Financial institutions are open to discussions, and we’ve seen this first-hand having recently provided support for seasonal businesses to extend their bank facilities. This approach will enable them to carry excess stock over the winter months in light of ongoing supply chain risk which gives them some confidence in these uncertain times. Maintaining a positive dialogue with your bank’s relationship manager is key to unlocking additional finance options!

supply chain - taking inventory


Long term objectives

Being a responsible and ethical business

This is a key focus for retailers because staff, customers and investors alike want to see responsible business initiatives being implemented. It may feel rather daunting, but we have seen and supported clients successfully bring in new policies and processes which begin to address the environmental, social and governance agenda, and responsible supply chain management is a good place to start.

Do your existing supplier questionnaires and contracts go far enough to draw out the ethical values and sustainability practices of your suppliers? Whether it’s building additional questions into your procurement process to ascertain suppliers’ ethical behaviour or including early termination rights in contracts which enable you to end a relationship with a supplier who fails to meet agreed environmental targets or conditions, reviewing your engagement with suppliers is a positive step towards creating a framework which champions responsible business.

Maintaining a diverse supplier base

Some retailers will be ahead of the curve here because of their preparations for Brexit. It’s difficult to say how much of the current global supply chain disruption is due to Brexit because of the CV19 outbreak, but the overriding theme is around building a diverse supply chain to minimise uncertainty.
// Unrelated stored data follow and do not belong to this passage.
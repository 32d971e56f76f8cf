// src/algorithms/curves.rs
//! Threshold sweeps over one class column: ROC, precision-recall and
//! average precision.

use crate::core::{CurveError, PrCurve, Result, RocCurve};
use log::warn;
use ndarray::ArrayView1;

/// Cumulative counts at each distinct score, highest score first.
struct ThresholdCounts {
    fps: Vec<f64>,
    tps: Vec<f64>,
    thresholds: Vec<f64>,
}

fn check_inputs(y_true: &ArrayView1<u8>, scores: &ArrayView1<f64>) -> Result<()> {
    if y_true.len() != scores.len() {
        return Err(CurveError::IncompatibleDimensions(format!(
            "Label column has {} samples but score column has {}.",
            y_true.len(),
            scores.len()
        )));
    }
    if y_true.is_empty() {
        return Err(CurveError::InvalidInput("Cannot sweep thresholds over zero samples.".to_string()));
    }
    if y_true.iter().any(|&v| v > 1) {
        return Err(CurveError::InvalidInput("Label column must be binary (0 or 1).".to_string()));
    }
    Ok(())
}

fn threshold_counts(y_true: &ArrayView1<u8>, scores: &ArrayView1<f64>) -> Result<ThresholdCounts> {
    check_inputs(y_true, scores)?;

    let mut order: Vec<usize> = (0..scores.len()).collect();
    // descending, stable
    order.sort_by(|&a, &b| scores[b].total_cmp(&scores[a]));

    let mut counts = ThresholdCounts {
        fps: Vec::new(),
        tps: Vec::new(),
        thresholds: Vec::new(),
    };
    let (mut tp, mut fp) = (0.0, 0.0);
    for (pos, &idx) in order.iter().enumerate() {
        if y_true[idx] == 1 {
            tp += 1.0;
        } else {
            fp += 1.0;
        }
        let last_of_run = match order.get(pos + 1) {
            Some(&next) => scores[next] != scores[idx],
            None => true,
        };
        if last_of_run {
            counts.tps.push(tp);
            counts.fps.push(fp);
            counts.thresholds.push(scores[idx]);
        }
    }
    Ok(counts)
}

fn normalize(counts: &[f64], what: &str) -> Vec<f64> {
    let total = counts.last().copied().unwrap_or(0.0);
    if total <= 0.0 {
        warn!("No {} samples in label column; rate is undefined (NaN).", what);
        return vec![f64::NAN; counts.len()];
    }
    counts.iter().map(|c| c / total).collect()
}

/// ROC curve of one binary label column against its scores.
///
/// The curve starts at `(0, 0)` with threshold `+inf` and ends at `(1, 1)`.
/// With `drop_intermediate`, points lying on a straight horizontal or vertical
/// run between their neighbours are removed; the area is unaffected.
///
/// A column without positives (or without negatives) produces NaN rates.
pub fn roc_curve(
    y_true: ArrayView1<u8>,
    scores: ArrayView1<f64>,
    drop_intermediate: bool,
) -> Result<RocCurve> {
    let ThresholdCounts {
        mut fps,
        mut tps,
        mut thresholds,
    } = threshold_counts(&y_true, &scores)?;

    if drop_intermediate && fps.len() > 2 {
        let last = fps.len() - 1;
        let keep: Vec<usize> = (0..fps.len())
            .filter(|&i| {
                i == 0
                    || i == last
                    || fps[i - 1] - 2.0 * fps[i] + fps[i + 1] != 0.0
                    || tps[i - 1] - 2.0 * tps[i] + tps[i + 1] != 0.0
            })
            .collect();
        fps = keep.iter().map(|&i| fps[i]).collect();
        tps = keep.iter().map(|&i| tps[i]).collect();
        thresholds = keep.iter().map(|&i| thresholds[i]).collect();
    }

    fps.insert(0, 0.0);
    tps.insert(0, 0.0);
    thresholds.insert(0, f64::INFINITY);

    Ok(RocCurve {
        fpr: normalize(&fps, "negative"),
        tpr: normalize(&tps, "positive"),
        thresholds,
    })
}

/// Precision-recall curve of one binary label column against its scores.
///
/// Thresholds past the point where full recall is reached are dropped, the
/// remaining points are ordered by increasing threshold and a final
/// `(recall 0, precision 1)` point is appended.
pub fn precision_recall_curve(y_true: ArrayView1<u8>, scores: ArrayView1<f64>) -> Result<PrCurve> {
    let ThresholdCounts { fps, tps, thresholds } = threshold_counts(&y_true, &scores)?;

    let precision: Vec<f64> = tps.iter().zip(&fps).map(|(tp, fp)| tp / (tp + fp)).collect();
    let recall = normalize(&tps, "positive");

    // first index where every positive has been recovered
    let total_tp = tps.last().copied().unwrap_or(0.0);
    let last_ind = tps.partition_point(|&t| t < total_tp);

    let mut curve = PrCurve {
        precision: precision[..=last_ind].iter().rev().copied().collect(),
        recall: recall[..=last_ind].iter().rev().copied().collect(),
        thresholds: thresholds[..=last_ind].iter().rev().copied().collect(),
    };
    curve.precision.push(1.0);
    curve.recall.push(0.0);
    Ok(curve)
}

/// Average precision: `sum_n (R_n - R_{n-1}) * P_n` over the PR curve.
///
/// This is the step-interpolated area, not the trapezoidal one.
pub fn average_precision_score(y_true: ArrayView1<u8>, scores: ArrayView1<f64>) -> Result<f64> {
    let curve = precision_recall_curve(y_true, scores)?;
    Ok(average_precision_from_curve(&curve))
}

pub(crate) fn average_precision_from_curve(curve: &PrCurve) -> f64 {
    -curve
        .recall
        .windows(2)
        .zip(&curve.precision)
        .map(|(r, p)| (r[1] - r[0]) * p)
        .sum::<f64>()
}
//! Chart figures for the curve evaluations and the colour palettes used to
//! tell class curves apart.

pub mod chart;
pub mod palette;

pub use chart::{Chart, Series};
pub use palette::{to_hex, FixedPalette, HuePalette, Palette, RandomHexPalette};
Have you carried out a supply chain audit to assess who your key suppliers are, where they are based and what contractual protections are in place if you need to rely on them? Where are the biggest risk areas within your supplier base and why?

We suggest you look beyond your first tier suppliers to better understand where risks may lie; taking a too narrow approach won’t deliver the resilience which many organisations are seeking. Factor in country-specific holidays such as Thanksgiving and Chinese New Year, where manufacturers and resellers shut down completely, and consider onshoring those elements of your supply chain which may be affected to manage these periods – although we recognise that staff shortages in manufacturing plants and logistics companies due to CV19 mean that the domestic market isn’t necessarily more reliable right now.
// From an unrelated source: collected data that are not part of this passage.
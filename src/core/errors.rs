// src/core/errors.rs
use thiserror::Error;

#[derive(Debug, Error)]
pub enum CurveError {
    #[error("Invalid Input: {0}")]
    InvalidInput(String),
    #[error("Incompatible Dimensions: {0}")]
    IncompatibleDimensions(String),
    #[error("Model Prediction Error: {0}")]
    ModelPredictionError(String),
    #[error("Internal Error: {0}")]
    InternalError(String),
    #[error("Ndarray Error: {0}")]
    NdarrayError(#[from] ndarray::ShapeError),
    /// Failure inside the plotting backend while rendering a chart.
    #[error("Plot Error: {0}")]
    PlotError(String),
}

// Convenience type alias for Result
pub type Result<T> = std::result::Result<T, CurveError>;

#[cfg(test)]
mod tests {
    use super::*;
    use ndarray::Array2;

    #[test]
    fn test_shape_error_converts_with_question_mark() {
        fn build() -> Result<Array2<f64>> {
            Ok(Array2::from_shape_vec((2, 2), vec![1.0, 2.0, 3.0])?)
        }
        let err = build().unwrap_err();
        assert!(matches!(err, CurveError::NdarrayError(_)));
        assert!(err.to_string().starts_with("Ndarray Error:"));
    }

    #[test]
    fn test_display_prefixes_variant() {
        let err = CurveError::IncompatibleDimensions("4 != 3".to_string());
        assert_eq!(err.to_string(), "Incompatible Dimensions: 4 != 3");
    }
}
pub mod nearest_centroid;

pub use nearest_centroid::NearestCentroid;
Delivering a financially sound strategy

Business need to ensure that their long term finance arrangements and strategy take account of known supply chain issues and any available remedial steps. Does your financial strategy provide headroom for future uncertainty? We recommend retailers review their current facility terms and consider bringing conversations around refinancing forward, especially whilst the cost of lending remains low.


Next steps

Most retailers have invested heavily over the last 12 months to minimise supply chain disruption; those businesses who continue to adapt quickly and effectively to challenges whilst considering longer term initiatives are likely to develop the most flexible and agile solutions to the ongoing uncertainty and will ultimately come out of the pandemic in a stronger position.